> [WHAT YOU HAVE TO DO]: From the data that follows, copy every line with the string "filename".

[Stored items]
::::::::
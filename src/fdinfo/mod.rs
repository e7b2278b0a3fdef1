/*!
 * Ring Introspection
 * fdinfo snapshot reporting and stall diagnostics
 *
 * Both observers only read the ring. `show_snapshot` is polite and gives up
 * on a busy ring; `dump_stalled` runs with the ring lock already held and
 * logs everything it can find.
 */

pub mod format;
pub mod log;
pub mod snapshot;
pub mod stall;

pub use log::{KernelLog, TracingLog, STALL_TARGET};
pub use snapshot::show_snapshot;
pub use stall::{dump_stalled, dump_stalled_to};
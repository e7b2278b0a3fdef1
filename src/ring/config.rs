/*!
 * Ring Configuration
 * Serializable ring parameters with JSON loading and environment overrides
 */

use super::napi::NapiSettings;
use crate::core::errors::{RingError, RingResult};
use crate::core::limits::{
    DEFAULT_BUF_SLOTS, DEFAULT_CANCEL_HASH_BITS, DEFAULT_CQ_ENTRIES, DEFAULT_FILE_SLOTS,
    DEFAULT_SQ_ENTRIES,
};
use serde::{Deserialize, Serialize};
use std::path::Path;

/// Environment variable overriding `sq_entries`
pub const ENV_SQ_ENTRIES: &str = "RING_SQ_ENTRIES";
/// Environment variable overriding `cq_entries`
pub const ENV_CQ_ENTRIES: &str = "RING_CQ_ENTRIES";

/// Ring parameters
///
/// Missing JSON fields fall back to the defaults in `core::limits`.
/// Values are validated when the ring is built, not here.
#[derive(Debug, Clone, PartialEq, Eq, Serialize, Deserialize)]
#[serde(default)]
pub struct RingConfig {
    pub sq_entries: u32,
    pub cq_entries: u32,
    /// Raw IORING_SETUP_* bits; unknown bits are kept
    pub flags: u32,
    pub cancel_hash_bits: u32,
    pub file_slots: u32,
    pub buf_slots: u32,
    pub napi: NapiSettings,
}

impl Default for RingConfig {
    fn default() -> Self {
        Self {
            sq_entries: DEFAULT_SQ_ENTRIES,
            cq_entries: DEFAULT_CQ_ENTRIES,
            flags: 0,
            cancel_hash_bits: DEFAULT_CANCEL_HASH_BITS,
            file_slots: DEFAULT_FILE_SLOTS,
            buf_slots: DEFAULT_BUF_SLOTS,
            napi: NapiSettings::default(),
        }
    }
}

impl RingConfig {
    pub fn from_json(json: &str) -> RingResult<Self> {
        Ok(serde_json::from_str(json)?)
    }

    pub fn from_path(path: impl AsRef<Path>) -> RingResult<Self> {
        let raw = std::fs::read_to_string(path)?;
        Self::from_json(&raw)
    }

    /// Apply `RING_SQ_ENTRIES` / `RING_CQ_ENTRIES` if set
    pub fn with_env_overrides(self) -> RingResult<Self> {
        self.with_overrides(|key| std::env::var(key).ok())
    }

    /// Apply overrides from an arbitrary lookup (environment, flags, tests)
    pub fn with_overrides<F>(mut self, lookup: F) -> RingResult<Self>
    where
        F: Fn(&str) -> Option<String>,
    {
        if let Some(v) = lookup(ENV_SQ_ENTRIES) {
            self.sq_entries = parse_entries(ENV_SQ_ENTRIES, &v)?;
        }
        if let Some(v) = lookup(ENV_CQ_ENTRIES) {
            self.cq_entries = parse_entries(ENV_CQ_ENTRIES, &v)?;
        }
        Ok(self)
    }

    pub fn to_json(&self) -> RingResult<String> {
        Ok(serde_json::to_string_pretty(self)?)
    }
}

fn parse_entries(key: &str, value: &str) -> RingResult<u32> {
    value
        .trim()
        .parse::<u32>()
        .map_err(|e| RingError::InvalidConfig(format!("{key}={value:?}: {e}")))
}
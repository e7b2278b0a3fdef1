/*!
 * Ring Flag Sets
 * io_uring setup flags and completion entry flags
 */

use bitflags::bitflags;

bitflags! {
    /// io_uring_setup flags
    /// [LINUX-COMPAT] IORING_SETUP_*
    #[derive(Debug, Clone, Copy, PartialEq, Eq, Hash)]
    pub struct SetupFlags: u32 {
        const IOPOLL = 1 << 0;
        const SQPOLL = 1 << 1;
        const SQ_AFF = 1 << 2;
        const CQSIZE = 1 << 3;
        const CLAMP = 1 << 4;
        const ATTACH_WQ = 1 << 5;
        const R_DISABLED = 1 << 6;
        const SUBMIT_ALL = 1 << 7;
        const COOP_TASKRUN = 1 << 8;
        const TASKRUN_FLAG = 1 << 9;
        /// Every SQE is 128 bytes
        const SQE128 = 1 << 10;
        /// Every CQE is 32 bytes
        const CQE32 = 1 << 11;
        const SINGLE_ISSUER = 1 << 12;
        const DEFER_TASKRUN = 1 << 13;
        const NO_MMAP = 1 << 14;
        const REGISTERED_FD_ONLY = 1 << 15;
        /// No SQ index array; ring position maps straight to the SQE slot
        const NO_SQARRAY = 1 << 16;
        const HYBRID_IOPOLL = 1 << 17;
        /// 16 and 32 byte CQEs may be mixed, tagged per entry
        const CQE_MIXED = 1 << 18;
        /// 64 and 128 byte SQEs may be mixed, selected per opcode
        const SQE_MIXED = 1 << 19;
    }
}

bitflags! {
    /// Completion entry flags
    /// [LINUX-COMPAT] IORING_CQE_F_*
    #[derive(Debug, Clone, Copy, PartialEq, Eq, Hash)]
    pub struct CqeFlags: u32 {
        const BUFFER = 1 << 0;
        const MORE = 1 << 1;
        const SOCK_NONEMPTY = 1 << 2;
        const NOTIF = 1 << 3;
        const BUF_MORE = 1 << 4;
        const SKIP = 1 << 5;
        /// This CQE is 32 bytes; the next slot carries the extra words
        const F_32 = 1 << 15;
    }
}

impl SetupFlags {
    /// Left shift applied to an SQ index to get its 64-byte SQE slot
    #[inline]
    pub fn sq_shift(self) -> u32 {
        if self.contains(SetupFlags::SQE128) {
            1
        } else {
            0
        }
    }
}
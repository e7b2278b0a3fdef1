/*!
 * Ring Limits and Constants
 *
 * Centralized location for ring sizing limits, table sizes and the
 * fixed layout constants shared between the ring model and fdinfo.
 *
 * ## Conventions
 * - Values are grouped by domain (ring sizing, tables, entry layout)
 * - Linux-compatible values are marked with [LINUX-COMPAT]
 */

// =============================================================================
// RING SIZING
// =============================================================================

/// Maximum submission queue entries
/// [LINUX-COMPAT] IORING_MAX_ENTRIES
pub const MAX_SQ_ENTRIES: u32 = 32768;

/// Maximum completion queue entries
/// [LINUX-COMPAT] IORING_MAX_CQ_ENTRIES (2 * IORING_MAX_ENTRIES)
pub const MAX_CQ_ENTRIES: u32 = 2 * MAX_SQ_ENTRIES;

/// Default submission queue size
pub const DEFAULT_SQ_ENTRIES: u32 = 256;

/// Default completion queue size (twice the SQ, like io_uring_setup)
pub const DEFAULT_CQ_ENTRIES: u32 = 512;

// =============================================================================
// POLL / CANCEL HASH
// =============================================================================

/// Default number of hash bits for the poll-pending (cancel) table
pub const DEFAULT_CANCEL_HASH_BITS: u32 = 5;

/// Upper bound on cancel table hash bits (64K buckets)
pub const MAX_CANCEL_HASH_BITS: u32 = 16;

// =============================================================================
// REGISTERED RESOURCES
// =============================================================================

/// Default registered file table size (no files registered)
pub const DEFAULT_FILE_SLOTS: u32 = 0;

/// Default registered buffer table size (no buffers registered)
pub const DEFAULT_BUF_SLOTS: u32 = 0;

/// Maximum registered files
/// [LINUX-COMPAT] IORING_MAX_FIXED_FILES
pub const MAX_FILE_SLOTS: u32 = 1 << 20;

/// Maximum registered buffers
/// [LINUX-COMPAT] IORING_MAX_REG_BUFFERS
pub const MAX_BUF_SLOTS: u32 = 1 << 14;

// =============================================================================
// ENTRY LAYOUT
// =============================================================================

/// 64-bit words in one 64-byte submission entry slot
/// [LINUX-COMPAT] sizeof(struct io_uring_sqe) / sizeof(u64)
pub const SQE_WORDS: usize = 8;

/// 64-bit words in one 16-byte completion entry slot
/// [LINUX-COMPAT] sizeof(struct io_uring_cqe) / sizeof(u64)
pub const CQE_WORDS: usize = 2;

/// Column width used for per-entry index prefixes in fdinfo ("%5u")
pub const FDINFO_INDEX_WIDTH: usize = 5;
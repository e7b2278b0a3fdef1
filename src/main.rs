/*!
 * Ring Diagnostics Demo
 *
 * Builds a ring from the default configuration (plus RING_* environment
 * overrides), seeds it with some traffic, then prints:
 * - the fdinfo snapshot to stdout
 * - a stall dump to the tracing log
 */

use anyhow::Context;
use tracing::info;

use ai_os_ringdiag::core::types::RingFd;
use ai_os_ringdiag::ring::{
    Cqe, FuncId, NapiSettings, Opcode, Ring, RingConfig, Sqe, Task, TaskContext,
};
use ai_os_ringdiag::{dump_stalled, init_tracing, RingBuilder, RingRegistry};
use std::sync::Arc;

fn seed(ring: &Ring) -> anyhow::Result<()> {
    let pid = i32::try_from(std::process::id()).context("Process id does not fit in a pid")?;
    let task = Task::new(pid);
    let tctx = TaskContext::new(task.clone());

    ring.submit_sqe(
        &Sqe::new(Opcode::Read)
            .with_fd(0)
            .with_addr(0x7f00_0000_1000, 4096)
            .with_user_data(1),
    )?;
    ring.submit_sqe(&Sqe::new(Opcode::Nop).with_user_data(2))?;
    ring.post_cqe(Cqe::new(3, 0, 0))?;
    ring.overflow_cqe(Cqe::new(4, -105, 0));

    ring.register_file(0, "/dev/null")?;
    ring.register_buffer(1, 0x7f00_0000_2000, 8192)?;

    let poll = ring.arm_poll(
        ring.alloc_request(Opcode::PollAdd, 5)
            .with_task(tctx.clone())
            .with_task_work(FuncId::new("io_poll_task_func")),
    );
    poll.set_poll_refs(1);
    task.queue_work(FuncId::new("io_req_task_complete"));

    ring.queue_local_work(Arc::new(
        ring.alloc_request(Opcode::Recv, 6)
            .with_task(tctx)
            .with_cancel_seq(ring.bump_cancel_seq()),
    ));
    ring.set_napi(NapiSettings {
        track_mode: 1,
        busy_poll_dt: 50_000,
        prefer_busy_poll: false,
    });
    Ok(())
}

fn main() -> anyhow::Result<()> {
    init_tracing();

    let config = RingConfig::default()
        .with_env_overrides()
        .context("Invalid RING_* environment override")?;
    info!(
        sq_entries = config.sq_entries,
        cq_entries = config.cq_entries,
        "Building demo ring"
    );

    let registry = RingRegistry::new();
    let (fd, ring): (RingFd, Ring) = registry
        .create_ring(RingBuilder::from_config(&config).file_slots(2).buf_slots(2))
        .context("Failed to build ring")?;
    seed(&ring).context("Failed to seed ring")?;

    let mut report = String::new();
    registry.show_fdinfo(fd, &mut report);
    print!("{}", report);

    let _guard = ring.lock();
    dump_stalled(ring.ctx(), "ringdiag");
    Ok(())
}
::::::::
> [ANSWER TO THE PROBLEM]:
filename src/fdinfo/mod.rs
filename src/ring/config.rs
filename src/main.rs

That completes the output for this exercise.